:: RECORDS FOR PROCESSING ::
use serde_json::{Value, json};
use txrules::{
    Action, ActionDescriptor, ActionOp, ActionOptions, ConditionDescriptor, ExecOptions, Record, Rule,
    RuleDescriptor, SplitMethod, apply_actions, execute_actions,
};

fn record(value: Value) -> Record {
    Record::from_value(value).expect("record must be an object")
}

fn split(index: usize, method: SplitMethod, value: Value) -> ActionDescriptor {
    ActionDescriptor::new("set-split-amount", None, value)
        .with_options(ActionOptions::split(index, method))
}

fn actions(descriptors: &[ActionDescriptor]) -> Vec<Action> {
    descriptors
        .iter()
        .map(|d| Action::from_descriptor(d).expect("valid action"))
        .collect()
}

fn amounts(result: &Record) -> Vec<i64> {
    result
        .subtransactions()
        .iter()
        .map(|c| c.amount().expect("child amount"))
        .collect()
}

fn parent() -> Record {
    record(json!({
        "id": "t1",
        "account": "checking",
        "date": "2020-10-15",
        "payee": "kroger",
        "cleared": true,
        "amount": 10000
    }))
}

#[test]
fn percent_of_what_remains_after_fixed_amounts() {
    let result = execute_actions(
        &actions(&[
            split(1, SplitMethod::FixedPercent, json!(30)),
            split(2, SplitMethod::FixedAmount, json!(2000)),
            split(3, SplitMethod::Remainder, Value::Null),
        ]),
        &parent(),
        &ExecOptions::default(),
    );
    assert_eq!(amounts(&result), vec![2400, 2000, 5600]);
    assert_eq!(result.amount(), Some(10000));
    assert!(result.is_parent());
}

#[test]
fn remainders_share_the_residual() {
    let remainders = actions(&[
        split(1, SplitMethod::Remainder, Value::Null),
        split(2, SplitMethod::Remainder, Value::Null),
    ]);
    let mut negative = parent();
    negative.set("amount", json!(-2397));
    let result = execute_actions(&remainders, &negative, &ExecOptions::default());
    assert_eq!(amounts(&result), vec![-1198, -1199]);

    let mut odd = parent();
    odd.set("amount", json!(123));
    let result = execute_actions(&remainders, &odd, &ExecOptions::default());
    assert_eq!(amounts(&result), vec![62, 61]);
}

#[test]
fn sum_always_matches_parent() {
    for amount in [1, 7, 99, 100, 333, -1, -1001, 123457] {
        let mut p = parent();
        p.set("amount", json!(amount));
        let result = execute_actions(
            &actions(&[
                split(1, SplitMethod::FixedPercent, json!(33.3)),
                split(2, SplitMethod::FixedPercent, json!(12.5)),
                split(3, SplitMethod::Remainder, Value::Null),
                split(4, SplitMethod::Remainder, Value::Null),
                split(5, SplitMethod::Remainder, Value::Null),
            ]),
            &p,
            &ExecOptions::default(),
        );
        let total: i64 = amounts(&result).iter().sum();
        assert_eq!(total, amount, "children of {amount} must add up");
    }
}

#[test]
fn unreconciled_fixed_split_is_declined() {
    let original = parent();
    let result = execute_actions(
        &actions(&[
            split(1, SplitMethod::FixedAmount, json!(3000)),
            split(2, SplitMethod::FixedAmount, json!(3000)),
        ]),
        &original,
        &ExecOptions::default(),
    );
    assert_eq!(result, original, "a split that cannot reconcile leaves the parent alone");
}

#[test]
fn leftover_goes_to_a_trailing_child() {
    let result = execute_actions(
        &actions(&[
            split(1, SplitMethod::FixedAmount, json!(2500)),
            split(2, SplitMethod::FixedPercent, json!(50)),
        ]),
        &parent(),
        &ExecOptions::default(),
    );
    assert_eq!(amounts(&result), vec![2500, 3750, 3750]);
    let children = result.subtransactions();
    assert_eq!(children[2].id(), Some("t1/3"));
}

#[test]
fn zero_leftover_adds_no_trailing_child() {
    let result = execute_actions(
        &actions(&[
            split(1, SplitMethod::FixedAmount, json!(5000)),
            split(2, SplitMethod::FixedPercent, json!(100)),
        ]),
        &parent(),
        &ExecOptions::default(),
    );
    assert_eq!(amounts(&result), vec![5000, 5000]);
}

#[test]
fn residual_goes_to_the_highest_remainder_index() {
    let mut p = parent();
    p.set("amount", json!(101));
    let result = execute_actions(
        &actions(&[
            split(3, SplitMethod::Remainder, Value::Null),
            split(2, SplitMethod::Remainder, Value::Null),
        ]),
        &p,
        &ExecOptions::default(),
    );
    assert_eq!(amounts(&result), vec![0, 51, 50]);
}

#[test]
fn oversized_splits_never_panic() {
    let err = Action::new(
        ActionOp::SetSplitAmount,
        None,
        Value::Null,
        Some(ActionOptions::split(usize::MAX, SplitMethod::Remainder)),
    )
    .expect_err("split index out of range");
    assert_eq!(err.kind(), "internal");

    // fixed amounts whose sum overflows decline the split
    let original = parent();
    let result = execute_actions(
        &actions(&[
            split(1, SplitMethod::FixedAmount, json!(i64::MAX)),
            split(2, SplitMethod::FixedAmount, json!(i64::MAX)),
            split(3, SplitMethod::Remainder, Value::Null),
        ]),
        &original,
        &ExecOptions::default(),
    );
    assert_eq!(result, original);

    let mut negative = parent();
    negative.set("amount", json!(i64::MIN));
    let result = execute_actions(
        &actions(&[
            split(1, SplitMethod::FixedAmount, json!(1)),
            split(2, SplitMethod::Remainder, Value::Null),
        ]),
        &negative,
        &ExecOptions::default(),
    );
    assert_eq!(result, negative);
}

#[test]
fn children_inherit_from_parent() {
    let result = execute_actions(
        &actions(&[
            split(1, SplitMethod::FixedAmount, json!(4000)),
            ActionDescriptor::new("set", Some("category"), json!("food"))
                .with_options(ActionOptions::at(1)),
            split(2, SplitMethod::Remainder, Value::Null),
            ActionDescriptor::new("set", Some("notes"), json!("rest"))
                .with_options(ActionOptions::at(2)),
        ]),
        &parent(),
        &ExecOptions::default(),
    );
    let children = result.subtransactions();
    assert_eq!(children.len(), 2);
    for (n, child) in children.iter().enumerate() {
        assert!(child.is_child());
        assert_eq!(child.id(), Some(format!("t1/{}", n + 1).as_str()));
        assert_eq!(child.str("parent_id"), Some("t1"));
        assert_eq!(child.str("account"), Some("checking"));
        assert_eq!(child.str("date"), Some("2020-10-15"));
        assert_eq!(child.str("payee"), Some("kroger"));
        assert_eq!(child.get("cleared"), Some(&json!(true)));
    }
    assert_eq!(children[0].str("category"), Some("food"));
    assert_eq!(children[1].str("notes"), Some("rest"));
    assert_eq!(amounts(&result), vec![4000, 6000]);
}

#[test]
fn split_index_zero_applies_to_parent() {
    let result = execute_actions(
        &actions(&[
            ActionDescriptor::new("set", Some("notes"), json!("parent note"))
                .with_options(ActionOptions::at(0)),
            split(1, SplitMethod::Remainder, Value::Null),
        ]),
        &parent(),
        &ExecOptions::default(),
    );
    assert_eq!(result.str("notes"), Some("parent note"));
    assert_eq!(amounts(&result), vec![10000]);
}

#[test]
fn disabled_splits_and_children_are_not_split() {
    let split_actions = actions(&[
        split(1, SplitMethod::FixedPercent, json!(50)),
        split(2, SplitMethod::Remainder, Value::Null),
    ]);
    let result = execute_actions(
        &split_actions,
        &parent(),
        &ExecOptions {
            splits_enabled: false,
        },
    );
    assert!(result.subtransactions().is_empty());
    assert!(!result.is_parent());

    let mut child = parent();
    child.set("is_child", json!(true));
    let result = execute_actions(&split_actions, &child, &ExecOptions::default());
    assert!(result.subtransactions().is_empty());
}

#[test]
fn notes_actions() {
    let result = execute_actions(
        &actions(&[
            ActionDescriptor::new("prepend-notes", Some("notes"), json!("[bill] ")),
            ActionDescriptor::new("append-notes", Some("notes"), json!(" #food")),
        ]),
        &record(json!({ "notes": "groceries" })),
        &ExecOptions::default(),
    );
    assert_eq!(result.str("notes"), Some("[bill] groceries #food"));

    let result = execute_actions(
        &actions(&[ActionDescriptor::new("append-notes", Some("notes"), json!("new"))]),
        &record(json!({})),
        &ExecOptions::default(),
    );
    assert_eq!(result.str("notes"), Some("new"));
}

#[test]
fn link_schedule_sets_schedule() {
    let result = execute_actions(
        &actions(&[ActionDescriptor::new("link-schedule", None, json!("sched-1"))]),
        &parent(),
        &ExecOptions::default(),
    );
    assert_eq!(result.str("schedule"), Some("sched-1"));
    let err = Action::from_descriptor(&ActionDescriptor::new("link-schedule", None, json!("")))
        .expect_err("empty schedule id");
    assert_eq!(err.kind(), "no-null");
}

#[test]
fn action_validation() {
    let err = Action::from_descriptor(&ActionDescriptor::new("set", Some("nope"), json!("x")))
        .expect_err("unknown field");
    assert_eq!(err.kind(), "invalid-field");
    let err = Action::from_descriptor(&ActionDescriptor::new("set", Some("account"), json!("")))
        .expect_err("empty account");
    assert_eq!(err.kind(), "no-null");
    let err = Action::from_descriptor(&ActionDescriptor::new("set", Some("amount"), json!("12")))
        .expect_err("string amount");
    assert_eq!(err.kind(), "not-number");
    let err = Action::from_descriptor(&ActionDescriptor::new("set", Some("date"), json!("2020/01/01")))
        .expect_err("bad date");
    assert_eq!(err.kind(), "date-format");
    let err = Action::from_descriptor(&ActionDescriptor::new("delete", Some("notes"), json!("x")))
        .expect_err("unknown action");
    assert_eq!(err.kind(), "internal");
    let err = Action::from_descriptor(&ActionDescriptor::new("set-split-amount", None, json!(5)))
        .expect_err("split without a method");
    assert_eq!(err.kind(), "internal");
    assert!(
        Action::from_descriptor(&ActionDescriptor::new("set", Some("category"), Value::Null))
            .is_ok(),
        "clearing an id field is allowed"
    );
}

#[test]
fn rule_exec_returns_changed_keys() {
    let rule = Rule::new(
        &RuleDescriptor::new("r1")
            .condition(ConditionDescriptor::new("is", "payee", json!("kroger")))
            .action(ActionDescriptor::new("set", Some("category"), json!("food")))
            .action(ActionDescriptor::new("set", Some("payee"), json!("kroger"))),
    )
    .expect("valid rule");
    let patch = rule.exec(&parent()).expect("rule matches");
    assert_eq!(patch.len(), 1, "unchanged keys are left out: {patch:?}");
    assert_eq!(patch.get("category"), Some(&json!("food")));
    assert!(rule.exec(&record(json!({ "payee": "lowes" }))).is_none());
}

#[test]
fn bulk_apply() {
    let records = vec![
        record(json!({ "id": "a", "notes": "x" })),
        record(json!({ "id": "b", "notes": "y" })),
    ];
    let patches = apply_actions(
        &records,
        &[ActionDescriptor::new("set", Some("category"), json!("food"))],
        &ExecOptions::default(),
    )
    .expect("valid actions");
    assert_eq!(patches.len(), 2);
    assert!(patches.iter().all(|p| p.get("category") == Some(&json!("food"))));

    let invalid = apply_actions(
        &records,
        &[ActionDescriptor::new("set", Some("nope"), json!("x"))],
        &ExecOptions::default(),
    );
    assert!(invalid.is_none());
}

:: TASK GOAL ::
Bring together all lines of the entries above in which the string "must" occurs.

:: WRITTEN SOLUTION ::
    Record::from_value(value).expect("record must be an object")
        assert_eq!(total, amount, "children of {amount} must add up");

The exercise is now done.